The declines in numbers of manufacturing jobs, Mann said, reflect the continued migration of production jobs overseas to Asia and other regions with much lower wages than those paid in the Bay Area.

But many of the Silicon Valley companies that have sent jobs overseas appear to have kept higher-paid managers in the regions, judging by gains in the average annual wages recorded by four manufacturing categories. Control instrument manufacturing wages rose the most at 38.7 percent, to $120,952 in 2008, while semiconductor manufacturing rose the least at 21.5 percent, to $113,092 in 2008.

"A lot of the lower and middle-wage jobs that could be done through automation, or done much cheaply elsewhere, I think companies have made those moves. A lot of companies moved certain tasks, part of their production somewhere else entirely, either outside the state or outside the country," Mann said.

And while the number of Internet/telecom/data processing jobs rose, the increase was almost entirely due to Internet publishing job jumps, especially by Google, which is headquartered in Mountain View. The region saw declines in telecom and data processing jobs between 2001 and 2008, Mann added.

The overall number of high-tech jobs counted by BLS fell by 86,137, to 435,826 in 2008 from 521,963 in 2001.
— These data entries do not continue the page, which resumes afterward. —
//! Security headers for JSON API responses.

use axum::{
    extract::Request,
    http::{
        HeaderValue,
        header::{CACHE_CONTROL, REFERRER_POLICY, X_CONTENT_TYPE_OPTIONS, X_FRAME_OPTIONS},
    },
    middleware::Next,
    response::Response,
};

/// Add security headers to all responses.
///
/// Headers applied:
/// - `X-Frame-Options: DENY` - Prevent clickjacking
/// - `X-Content-Type-Options: nosniff` - Prevent MIME sniffing
/// - `Referrer-Policy: no-referrer` - Zero referrer leakage
/// - `Cache-Control: no-store` - Carts, orders and profiles are per user
pub async fn security_headers_middleware(request: Request, next: Next) -> Response {
    let mut response = next.run(request).await;
    let headers = response.headers_mut();

    headers.insert(X_FRAME_OPTIONS, HeaderValue::from_static("DENY"));
    headers.insert(X_CONTENT_TYPE_OPTIONS, HeaderValue::from_static("nosniff"));
    headers.insert(REFERRER_POLICY, HeaderValue::from_static("no-referrer"));
    if !headers.contains_key(CACHE_CONTROL) {
        headers.insert(CACHE_CONTROL, HeaderValue::from_static("no-store"));
    }

    response
}
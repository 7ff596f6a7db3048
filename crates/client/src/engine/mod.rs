//! Cart and wishlist engines.
//!
//! An engine routes each operation to the store set of the current identity
//! and keeps the last aggregate it saw as a last-known-good snapshot. Reads
//! that hit an outage fall back to that snapshot; mutations are serialized
//! per engine by holding the snapshot lock across the whole round trip.

mod cart;
mod wishlist;

use std::future::Future;

use tokio::sync::Mutex;
use tracing::{debug, warn};

pub use cart::CartEngine;
pub use wishlist::WishlistEngine;

use crate::error::StoreError;
use crate::session::Session;
use crate::store::Stores;

struct Snapshot<T> {
    epoch: u64,
    value: T,
}

/// Shared snapshot bookkeeping for both engines.
struct Tracked<T> {
    session: Session,
    snapshot: Mutex<Snapshot<T>>,
}

impl<T> Tracked<T>
where
    T: Clone + Default + Send,
{
    fn new(session: Session) -> Self {
        Self {
            session,
            snapshot: Mutex::new(Snapshot {
                epoch: 0,
                value: T::default(),
            }),
        }
    }

    /// Load from the current store. `NotFound` reads as empty and
    /// `Unavailable` falls back to the snapshot of the current identity.
    async fn read<F, Fut>(&self, what: &'static str, op: F) -> Result<T, StoreError>
    where
        F: FnOnce(Stores) -> Fut + Send,
        Fut: Future<Output = Result<T, StoreError>> + Send,
    {
        let mut snapshot = self.snapshot.lock().await;
        let ctx = self.session.context().await;
        match op(ctx.stores).await {
            Ok(value) => {
                *snapshot = Snapshot {
                    epoch: ctx.epoch,
                    value: value.clone(),
                };
                Ok(value)
            }
            Err(StoreError::NotFound(_)) => {
                debug!(what, "No stored document, starting empty");
                *snapshot = Snapshot {
                    epoch: ctx.epoch,
                    value: T::default(),
                };
                Ok(T::default())
            }
            Err(StoreError::Unavailable(reason)) => {
                warn!(what, reason = %reason, "Store unavailable, serving last known state");
                Ok(current(&snapshot, ctx.epoch))
            }
            Err(e) => Err(e),
        }
    }

    /// Run a mutation against the current store and record its result.
    ///
    /// A failure leaves the snapshot untouched. `Unauthorized` while signed
    /// in signs the session out before the error is returned; `Forbidden`
    /// does not.
    async fn write<F, Fut>(&self, op: F) -> Result<T, StoreError>
    where
        F: FnOnce(Stores) -> Fut + Send,
        Fut: Future<Output = Result<T, StoreError>> + Send,
    {
        let mut snapshot = self.snapshot.lock().await;
        let ctx = self.session.context().await;
        match op(ctx.stores).await {
            Ok(value) => {
                *snapshot = Snapshot {
                    epoch: ctx.epoch,
                    value: value.clone(),
                };
                Ok(value)
            }
            Err(e) => {
                if e.is_unauthorized() && ctx.authenticated {
                    self.session.expire(ctx.epoch).await;
                }
                Err(e)
            }
        }
    }

    /// The snapshot, or empty if it belongs to an earlier identity.
    async fn peek(&self) -> T {
        let snapshot = self.snapshot.lock().await;
        let epoch = self.session.epoch().await;
        current(&snapshot, epoch)
    }

    /// Replace the snapshot for the current identity.
    async fn reset(&self, value: T) {
        let mut snapshot = self.snapshot.lock().await;
        let epoch = self.session.epoch().await;
        *snapshot = Snapshot { epoch, value };
    }
}

fn current<T: Clone + Default>(snapshot: &Snapshot<T>, epoch: u64) -> T {
    if snapshot.epoch == epoch {
        snapshot.value.clone()
    } else {
        T::default()
    }
}
//! Guest state kept in the local key/value store.

use std::sync::Arc;

use async_trait::async_trait;
use chrono::Utc;
use fashion_store_core::{Cart, LineId, Product, ProductId, ProductRef, Wishlist};
use futures::future::join_all;
use tokio::sync::Mutex;
use tracing::{debug, instrument, warn};

use super::{CartLineRequest, CartStore, WishlistStore, ensure_orderable};
use crate::error::StoreError;
use crate::resolver::ProductResolver;
use crate::storage::{CART_KEY, KeyValueStore, WISHLIST_KEY, load_json, save_json};

/// Cart and wishlist for a visitor who is not signed in.
///
/// Every operation is a read-modify-write of one key, performed under an
/// internal lock so that concurrent callers cannot lose each other's updates.
pub struct LocalStore {
    kv: Arc<dyn KeyValueStore>,
    resolver: Arc<dyn ProductResolver>,
    write: Mutex<()>,
}

impl LocalStore {
    #[must_use]
    pub fn new(kv: Arc<dyn KeyValueStore>, resolver: Arc<dyn ProductResolver>) -> Self {
        Self {
            kv,
            resolver,
            write: Mutex::new(()),
        }
    }

    async fn read_cart(&self) -> Result<Cart, StoreError> {
        Ok(load_json::<Cart>(self.kv.as_ref(), CART_KEY)
            .await?
            .unwrap_or_default())
    }

    async fn write_cart(&self, cart: &Cart) -> Result<(), StoreError> {
        Ok(save_json(self.kv.as_ref(), CART_KEY, cart).await?)
    }

    async fn read_wishlist(&self) -> Result<Wishlist, StoreError> {
        Ok(load_json::<Wishlist>(self.kv.as_ref(), WISHLIST_KEY)
            .await?
            .unwrap_or_default())
    }

    async fn write_wishlist(&self, wishlist: &Wishlist) -> Result<(), StoreError> {
        Ok(save_json(self.kv.as_ref(), WISHLIST_KEY, wishlist).await?)
    }

    /// Use the hint when it describes the requested product, else ask the
    /// resolver.
    async fn resolve(&self, id: ProductId, hint: Option<Product>) -> Result<Product, StoreError> {
        match hint {
            Some(product) if product.id == id => Ok(product),
            _ => self.resolver.get_product(id).await,
        }
    }

    /// Resolve every unresolved reference concurrently. A lookup that fails
    /// leaves its reference unresolved and does not affect the others.
    ///
    /// Returns whether anything was newly resolved.
    async fn hydrate<'a, I>(&self, refs: I) -> bool
    where
        I: IntoIterator<Item = &'a mut ProductRef>,
    {
        let pending: Vec<&mut ProductRef> = refs.into_iter().filter(|r| !r.is_resolved()).collect();
        if pending.is_empty() {
            return false;
        }

        let ids: Vec<ProductId> = pending.iter().map(|r| r.id()).collect();
        let results = join_all(ids.iter().map(|id| self.resolver.get_product(*id))).await;

        let mut changed = false;
        for ((slot, id), result) in pending.into_iter().zip(ids).zip(results) {
            match result {
                Ok(product) => {
                    *slot = ProductRef::Resolved(product);
                    changed = true;
                }
                Err(e) => {
                    warn!(product_id = %id, error = %e, "Could not hydrate stored product");
                }
            }
        }
        changed
    }
}

#[async_trait]
impl CartStore for LocalStore {
    #[instrument(skip(self))]
    async fn load(&self) -> Result<Cart, StoreError> {
        let _guard = self.write.lock().await;
        let mut cart = self.read_cart().await?;
        if self
            .hydrate(cart.items.iter_mut().map(|item| &mut item.product))
            .await
        {
            debug!("Persisting newly hydrated cart");
            self.write_cart(&cart).await?;
        }
        Ok(cart)
    }

    #[instrument(skip(self, request), fields(product_id = %request.product_id))]
    async fn add(&self, request: CartLineRequest) -> Result<Cart, StoreError> {
        request.validate()?;
        let _guard = self.write.lock().await;

        let product = self.resolve(request.product_id, request.hint.clone()).await?;
        ensure_orderable(&product, &request.size, &request.color)?;

        let mut cart = self.read_cart().await?;
        cart.add_line(request.into_line(product.into()), LineId::generate)?;
        self.write_cart(&cart).await?;
        Ok(cart)
    }

    #[instrument(skip(self))]
    async fn update_quantity(&self, item: LineId, quantity: i64) -> Result<Cart, StoreError> {
        let _guard = self.write.lock().await;
        let mut cart = self.read_cart().await?;
        cart.update_quantity(item, quantity)?;
        self.write_cart(&cart).await?;
        Ok(cart)
    }

    #[instrument(skip(self))]
    async fn remove(&self, item: LineId) -> Result<Cart, StoreError> {
        let _guard = self.write.lock().await;
        let mut cart = self.read_cart().await?;
        if !cart.remove_line(item) {
            return Err(StoreError::NotFound(format!("cart item {item} not found")));
        }
        self.write_cart(&cart).await?;
        Ok(cart)
    }

    #[instrument(skip(self))]
    async fn clear(&self) -> Result<Cart, StoreError> {
        let _guard = self.write.lock().await;
        let cart = Cart::default();
        self.write_cart(&cart).await?;
        Ok(cart)
    }
}

#[async_trait]
impl WishlistStore for LocalStore {
    #[instrument(skip(self))]
    async fn load(&self) -> Result<Wishlist, StoreError> {
        let _guard = self.write.lock().await;
        let mut wishlist = self.read_wishlist().await?;
        if self
            .hydrate(wishlist.items.iter_mut().map(|item| &mut item.product))
            .await
        {
            debug!("Persisting newly hydrated wishlist");
            self.write_wishlist(&wishlist).await?;
        }
        Ok(wishlist)
    }

    #[instrument(skip(self, hint))]
    async fn add(&self, product_id: ProductId, hint: Option<Product>) -> Result<Wishlist, StoreError> {
        let _guard = self.write.lock().await;
        let mut wishlist = self.read_wishlist().await?;
        if wishlist.contains(product_id) {
            return Err(StoreError::Conflict(format!(
                "product {product_id} is already in the wishlist"
            )));
        }

        let product = self.resolve(product_id, hint).await?;
        if !product.is_active {
            return Err(StoreError::NotFound(format!("product {product_id} not found")));
        }

        wishlist.add(product.into(), LineId::generate(), Utc::now())?;
        self.write_wishlist(&wishlist).await?;
        Ok(wishlist)
    }

    #[instrument(skip(self))]
    async fn remove(&self, product_id: ProductId) -> Result<Wishlist, StoreError> {
        let _guard = self.write.lock().await;
        let mut wishlist = self.read_wishlist().await?;
        if wishlist.remove(product_id) {
            self.write_wishlist(&wishlist).await?;
        }
        Ok(wishlist)
    }
}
"It's surprisingly positive on aerospace, which is good news for the Silicon Valley. As for the rest, it all leads to conclusions that would be as we'd expect for the leading region in innovation in the United States," said Matthew Gardner, president and CEO of BayBio, the life sciences industry group for the Bay Area and northern California.
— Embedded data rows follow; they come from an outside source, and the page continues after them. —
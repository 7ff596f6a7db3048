//! Authentication error types.

use thiserror::Error;

use crate::db::RepositoryError;

/// Errors that can occur during authentication operations.
#[derive(Debug, Error)]
pub enum AuthError {
    /// Invalid email format.
    #[error("invalid email: {0}")]
    InvalidEmail(#[from] fashion_store_core::EmailError),

    /// Invalid credentials (wrong password or user not found).
    #[error("invalid credentials")]
    InvalidCredentials,

    /// Missing, unknown, expired or revoked bearer token.
    #[error("invalid or expired token")]
    InvalidToken,

    /// User already exists.
    #[error("user already exists")]
    UserAlreadyExists,

    /// Password too weak or invalid.
    #[error("password validation failed: {0}")]
    WeakPassword(String),

    /// Display name missing.
    #[error("name is required")]
    MissingName,

    /// Profile edit rejected.
    #[error("invalid profile: {0}")]
    InvalidProfile(#[from] fashion_store_core::ProfileError),

    /// Repository/database error.
    #[error("database error: {0}")]
    Repository(#[from] RepositoryError),

    /// Password hashing error.
    #[error("password hashing error")]
    PasswordHash,
}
The BLS study comes two months after the nonprofit Milken Institute released its own study concluding that part of the "Silicon Valley" area studied by BLS — the region anchored by the cities of San Jose, Sunnyvale, and Santa Clara — led all other metropolitan regions in North America in the breadth and scope of its tech-based economic activity in 2007, on the strength of a concentration of life-sci and other tech businesses that is 4.5 times the average for all North American metro areas.

The region topped a group of 393 regions studied by Milken in North America's High-Tech Economy: The Geography of Knowledge-Based Industries, and thus assigned the top score of 100, based on employment and wages within 19 high-tech industries, as well as the concentration of technology in the local economy and each metro's relative share of aggregate North American activity.

The 19 industries included three life-sci categories:

• Pharmaceutical and medicine manufacturing — San Francisco-San Mateo-Redwood City placed ninth, with regions housing traditional pharma companies ranking higher; Illinois' Lake County and Wisconsin's Kenosha County comprised the region with the highest ranking
• Medical equipment and supplies manufacturing — San Jose-Sunnyvale-Santa Clara ranked 10th, with Mexico's Baja California topping the list.
• Scientific research and development services — San Jose-Sunnyvale-Santa Clara ranked third, with another California region, San Diego-Carlsbad-San Marcos, on top.

San Jose-Sunnyvale-Santa Clara commands the highest share of wages paid to tech employees in North American, a nearly 5.7 percent share based on combined wages of about $36.6 billion to the region's tech work force of 244,040. Springfield, Ohio, finished last.

Milken ranked 10th the remainder of the area studied by BLS, namely the region anchored by the cities of San Francisco, San Mateo, and Redwood City, with a score of 16.1 for 2007. The last time Milken ranked the nation's regions for tech activity in 2003, the San Francisco cluster of cities finished eighth, with San Jose-Sunnyvale-Santa Clara topping the list of regions.